#### [YOUR ASSIGNMENT]
Copy every line from the records below that holds the word "repository".

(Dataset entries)

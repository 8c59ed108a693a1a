use clap::Parser;
use sigmar_solver::engine::Board;

#[derive(Parser, Debug)]
#[clap(author, version, about, long_about = None)]
struct Args {
    /// Seed for the board generator; the same seed always yields the same board
    #[clap(short, long, default_value_t = 0)]
    seed: u64,
}

fn main() {
    let args = Args::parse();
    let board = Board::new_random_with_seed(args.seed);
    // Plain 11x11 rows, directly consumable by solve_board. Randomly placed
    // marbles are not guaranteed to form a solvable board.
    println!("{}", board);
}
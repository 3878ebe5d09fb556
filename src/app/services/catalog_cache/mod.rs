//! In-memory observation cache with fetch-on-miss
//!
//! This module provides the stateful core of the client: a lazily
//! populated cache of catalog rows keyed by observation identifier.
//! A lookup for an identifier not yet cached triggers a blocking fetch
//! scoped to that identifier; search fetches merge every returned row.
//! Rows never expire; only [`CatalogCache::clear`] empties the store.

use crate::app::models::CatalogRow;
use crate::app::services::ocat_parser::OcatTableParser;
use crate::config::ClientConfig;
use crate::{Error, Result};
use std::collections::HashMap;
use std::fmt;
use tracing::info;

pub mod fetch;
pub mod metadata;
pub mod query;

#[cfg(test)]
pub mod tests;

// Re-export key types for convenience
pub use fetch::SearchCriteria;
pub use metadata::{CacheMetadata, FetchStats};

/// Lazily populated catalog cache keyed by observation identifier
///
/// Owns the fetched rows and an identifier index into them. Identifiers
/// are compared as strings: `get(1234)` and `get("1234")` resolve to the
/// same entry. The cache makes no thread-safety claims; callers needing
/// shared access must serialize it themselves.
#[derive(Debug)]
pub struct CatalogCache {
    /// Fetched rows in arrival order
    pub(crate) rows: Vec<CatalogRow>,

    /// Observation identifier to row position
    pub(crate) index: HashMap<String, usize>,

    /// Parser applied to every fetched response
    pub(crate) parser: OcatTableParser,

    /// Client configuration, immutable after construction
    pub(crate) config: ClientConfig,

    /// Blocking HTTP client for catalog requests
    pub(crate) client: reqwest::blocking::Client,

    /// Fetches issued over the cache's lifetime
    pub(crate) fetches_issued: usize,

    /// Rows merged over the cache's lifetime
    pub(crate) rows_merged: usize,
}

impl CatalogCache {
    /// Create an empty cache against the production catalog service
    pub fn new() -> Self {
        Self::with_config(ClientConfig::default())
    }

    /// Create an empty cache with a caller-supplied configuration
    pub fn with_config(config: ClientConfig) -> Self {
        let client = reqwest::blocking::Client::builder()
            .timeout(config.timeout())
            .user_agent(&config.user_agent)
            .build()
            .unwrap_or_default();

        Self {
            rows: Vec::new(),
            index: HashMap::new(),
            parser: OcatTableParser::new(),
            config,
            client,
            fetches_issued: 0,
            rows_merged: 0,
        }
    }

    /// Look up an observation, fetching it from the service on a miss
    ///
    /// A miss issues a fetch scoped to exactly this identifier. If the
    /// service answers with rows but none carries the identifier, the
    /// defensive [`Error::ObsidNotFound`] is raised rather than returning
    /// an unrelated row.
    pub fn get<I: ToString>(&mut self, obsid: I) -> Result<&CatalogRow> {
        let key = obsid.to_string();
        if !self.index.contains_key(&key) {
            let criteria = SearchCriteria::obsid(&key);
            self.fetch_catalog_data(&criteria)?;
        }
        match self.index.get(&key) {
            Some(&position) => Ok(&self.rows[position]),
            None => Err(Error::obsid_not_found(key)),
        }
    }

    /// Fetch every observation matching the criteria into the cache
    ///
    /// The criteria map directly to the service's filter fields. All
    /// returned rows are merged, whether or not they were already cached.
    pub fn find(&mut self, criteria: &SearchCriteria) -> Result<()> {
        self.fetch_catalog_data(criteria)?;
        Ok(())
    }

    /// True if the identifier is cached right now; never fetches
    pub fn contains<I: ToString>(&self, obsid: I) -> bool {
        self.index.contains_key(&obsid.to_string())
    }

    /// Number of observations currently held
    pub fn len(&self) -> usize {
        self.rows.len()
    }

    /// True if no observations are cached
    pub fn is_empty(&self) -> bool {
        self.rows.is_empty()
    }

    /// Drop all rows and the index, returning to the initial empty state
    ///
    /// Lifetime fetch counters survive so [`CatalogCache::metadata`] keeps
    /// describing the cache's full history.
    pub fn clear(&mut self) {
        info!("Clearing catalog cache ({} observations)", self.rows.len());
        self.rows.clear();
        self.index.clear();
    }
}

impl Default for CatalogCache {
    fn default() -> Self {
        Self::new()
    }
}

impl fmt::Display for CatalogCache {
    fn fmt(&self, f: &mut fmt::Formatter<'_>) -> fmt::Result {
        write!(f, "CatalogCache ({} ObsIDs)", self.len())
    }
}
//! Tests for dictionary-style cache operations

use super::populated_cache;
use crate::app::services::catalog_cache::CatalogCache;

#[test]
fn test_new_cache_is_empty() {
    let cache = CatalogCache::new();
    assert!(cache.is_empty());
    assert_eq!(cache.len(), 0);
    assert!(!cache.contains("1234"));
    assert_eq!(cache.keys().count(), 0);
}

#[test]
fn test_contains_never_fetches() {
    // Probing an unknown identifier must not reach for the network;
    // a fetch here would fail the test environment immediately.
    let cache = populated_cache();
    assert!(cache.contains("1234"));
    assert!(!cache.contains("999999999"));
}

#[test]
fn test_identifier_normalization() {
    let mut cache = populated_cache();
    assert!(cache.contains(1234));
    assert!(cache.contains("1234"));

    let by_int = cache.get(1234).unwrap().clone();
    let by_str = cache.get("1234").unwrap().clone();
    assert_eq!(by_int, by_str);
}

#[test]
fn test_get_serves_cached_row_without_fetch() {
    let mut cache = populated_cache();
    let first = cache.get("5678").unwrap().clone();
    let second = cache.get("5678").unwrap().clone();
    assert_eq!(first, second);
    assert_eq!(first.obsid(), "5678");

    // No fetch was issued for a cached identifier
    assert_eq!(cache.metadata().fetches_issued, 0);
}

#[test]
fn test_keys_values_items_reflect_contents() {
    let cache = populated_cache();

    let keys: Vec<&str> = cache.keys().collect();
    assert_eq!(keys, vec!["1234", "5678"]);

    let values: Vec<&str> = cache.values().map(|row| row.obsid()).collect();
    assert_eq!(values, vec!["1234", "5678"]);

    for (obsid, row) in cache.items() {
        assert_eq!(obsid, row.obsid());
    }
}

#[test]
fn test_get_cached_does_not_populate() {
    let cache = populated_cache();
    assert!(cache.get_cached("1234").is_some());
    assert!(cache.get_cached("999999999").is_none());
    assert_eq!(cache.len(), 2);
}

#[test]
fn test_clear_resets_fully() {
    let mut cache = populated_cache();
    assert_eq!(cache.len(), 2);

    cache.clear();
    assert_eq!(cache.len(), 0);
    assert!(cache.is_empty());
    assert!(!cache.contains("1234"));
    assert!(!cache.contains("5678"));
    assert_eq!(cache.keys().count(), 0);
}

#[test]
fn test_display_reports_row_count() {
    let cache = populated_cache();
    assert_eq!(cache.to_string(), "CatalogCache (2 ObsIDs)");
}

#### [SOLUTION TO THIS EXERCISE]
repository 8c59ed108a693a1a
repository 3878ebe5d09fb556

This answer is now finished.